Wherever a line in the data below holds "fakes", copy that line.

++++ INPUT RECORDS

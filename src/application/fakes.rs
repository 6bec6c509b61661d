//! In-memory fakes for the application ports.
//!
//! Each fake records what it was asked to do so tests can assert on the
//! exact command lines and payloads without touching the real system.

use std::collections::{HashMap, HashSet, VecDeque};
use std::sync::{Arc, Mutex};

use async_trait::async_trait;

use super::ports::{
    CommandOutput, CommandRunner, CommandSpec, Environment, IpcError, KlipperConnector,
    KlipperProxy, NativeClipboard, NativeClipboardError, ProcessError,
};
use super::session::Collaborators;

/// Environment with a fixed OS, variables, directories and installed binaries
#[derive(Default)]
pub struct FakeEnvironment {
    pub os: String,
    pub android: bool,
    pub vars: HashMap<String, String>,
    pub dirs: HashSet<String>,
    pub binaries: HashSet<String>,
}

impl FakeEnvironment {
    pub fn new(os: &str) -> Self {
        Self {
            os: os.to_string(),
            ..Default::default()
        }
    }

    pub fn linux() -> Self {
        Self::new("Linux")
    }

    pub fn with_var(mut self, name: &str, value: &str) -> Self {
        self.vars.insert(name.to_string(), value.to_string());
        self
    }

    pub fn with_dir(mut self, path: &str) -> Self {
        self.dirs.insert(path.to_string());
        self
    }

    pub fn with_binary(mut self, name: &str) -> Self {
        self.binaries.insert(name.to_string());
        self
    }

    pub fn android(mut self) -> Self {
        self.android = true;
        self
    }
}

impl Environment for FakeEnvironment {
    fn os_name(&self) -> String {
        self.os.clone()
    }

    fn has_android_marker(&self) -> bool {
        self.android
    }

    fn var(&self, name: &str) -> Option<String> {
        self.vars.get(name).cloned()
    }

    fn is_dir(&self, path: &str) -> bool {
        self.dirs.contains(path)
    }

    fn binary_installed(&self, name: &str) -> bool {
        self.binaries.contains(name)
    }
}

/// Build a successful output with the given stdout
pub fn ok_output(stdout: &str) -> CommandOutput {
    CommandOutput {
        exit_code: Some(0),
        stdout: stdout.as_bytes().to_vec(),
        stderr: Vec::new(),
    }
}

/// Build a failed output with the given exit code and stderr
pub fn failed_output(code: i32, stderr: &str) -> CommandOutput {
    CommandOutput {
        exit_code: Some(code),
        stdout: Vec::new(),
        stderr: stderr.as_bytes().to_vec(),
    }
}

enum RunnerMode {
    /// Pop one scripted response per call; succeed with empty stdout once exhausted
    Scripted(Mutex<VecDeque<Result<CommandOutput, ProcessError>>>),
    /// Behave like a clipboard tool: writes store stdin, reads print it plus a newline
    Clipboard(Mutex<String>),
}

/// Command runner that never spawns anything
pub struct FakeRunner {
    mode: RunnerMode,
    /// Every spec passed to `run`, in order
    pub calls: Mutex<Vec<CommandSpec>>,
}

impl FakeRunner {
    pub fn scripted(responses: Vec<Result<CommandOutput, ProcessError>>) -> Self {
        Self {
            mode: RunnerMode::Scripted(Mutex::new(responses.into())),
            calls: Mutex::new(Vec::new()),
        }
    }

    pub fn clipboard() -> Self {
        Self {
            mode: RunnerMode::Clipboard(Mutex::new(String::new())),
            calls: Mutex::new(Vec::new()),
        }
    }

    pub fn call_count(&self) -> usize {
        self.calls.lock().unwrap().len()
    }

    pub fn argv(&self, index: usize) -> Vec<String> {
        self.calls.lock().unwrap()[index].argv.clone()
    }
}

#[async_trait]
impl CommandRunner for FakeRunner {
    async fn run(&self, spec: &CommandSpec) -> Result<CommandOutput, ProcessError> {
        self.calls.lock().unwrap().push(spec.clone());
        match &self.mode {
            RunnerMode::Scripted(responses) => responses
                .lock()
                .unwrap()
                .pop_front()
                .unwrap_or_else(|| Ok(ok_output(""))),
            RunnerMode::Clipboard(store) => {
                let mut store = store.lock().unwrap();
                match &spec.stdin {
                    Some(input) => {
                        *store = String::from_utf8_lossy(input).into_owned();
                        Ok(ok_output(""))
                    }
                    None => Ok(ok_output(&format!("{}\n", store))),
                }
            }
        }
    }
}

/// Native backend holding the clipboard in memory
#[derive(Default)]
pub struct FakeNative {
    pub contents: Mutex<String>,
    pub fail: bool,
}

#[async_trait]
impl NativeClipboard for FakeNative {
    async fn paste(&self) -> Result<String, NativeClipboardError> {
        if self.fail {
            return Err(NativeClipboardError::PasteFailed("access denied".to_string()));
        }
        Ok(self.contents.lock().unwrap().clone())
    }

    async fn copy(&self, text: &str) -> Result<(), NativeClipboardError> {
        if self.fail {
            return Err(NativeClipboardError::CopyFailed("access denied".to_string()));
        }
        *self.contents.lock().unwrap() = text.to_string();
        Ok(())
    }
}

/// How the fake Klipper behaves on connect and on calls
#[derive(Clone)]
pub enum KlipperBehavior {
    Live,
    LibraryMissing,
    CallFails,
}

/// Klipper connector whose proxies share one in-memory clipboard
pub struct FakeKlipper {
    pub behavior: KlipperBehavior,
    pub contents: Arc<Mutex<String>>,
    pub connects: Mutex<Vec<String>>,
}

impl FakeKlipper {
    pub fn new(behavior: KlipperBehavior) -> Self {
        Self {
            behavior,
            contents: Arc::new(Mutex::new(String::new())),
            connects: Mutex::new(Vec::new()),
        }
    }
}

struct FakeKlipperProxy {
    behavior: KlipperBehavior,
    contents: Arc<Mutex<String>>,
}

impl FakeKlipperProxy {
    fn check(&self) -> Result<(), IpcError> {
        match self.behavior {
            KlipperBehavior::Live => Ok(()),
            KlipperBehavior::LibraryMissing => {
                Err(IpcError::LibraryMissing("qdbus cannot load QtDBus".to_string()))
            }
            KlipperBehavior::CallFails => Err(IpcError::CallFailed(
                "The name org.kde.klipper was not provided by any .service files".to_string(),
            )),
        }
    }
}

#[async_trait]
impl KlipperProxy for FakeKlipperProxy {
    async fn get_clipboard_contents(&self) -> Result<String, IpcError> {
        self.check()?;
        Ok(self.contents.lock().unwrap().clone())
    }

    async fn set_clipboard_contents(&self, text: &str) -> Result<(), IpcError> {
        self.check()?;
        *self.contents.lock().unwrap() = text.to_string();
        Ok(())
    }
}

#[async_trait]
impl KlipperConnector for FakeKlipper {
    async fn connect(&self, endpoint: &str) -> Result<Box<dyn KlipperProxy>, IpcError> {
        self.connects.lock().unwrap().push(endpoint.to_string());
        Ok(Box::new(FakeKlipperProxy {
            behavior: self.behavior.clone(),
            contents: Arc::clone(&self.contents),
        }))
    }
}

/// Wire fakes together, keeping handles to the runner for assertions
pub fn collaborators(environment: FakeEnvironment, runner: Arc<FakeRunner>) -> Collaborators {
    Collaborators {
        environment: Arc::new(environment),
        runner,
        klipper: Arc::new(FakeKlipper::new(KlipperBehavior::CallFails)),
        native: Arc::new(FakeNative::default()),
    }
}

++++++++

## RESULT FOR THIS EXERCISE:
filename src/application/fakes.rs
//! In-memory fakes for the application ports.
/// Wire fakes together, keeping handles to the runner for assertions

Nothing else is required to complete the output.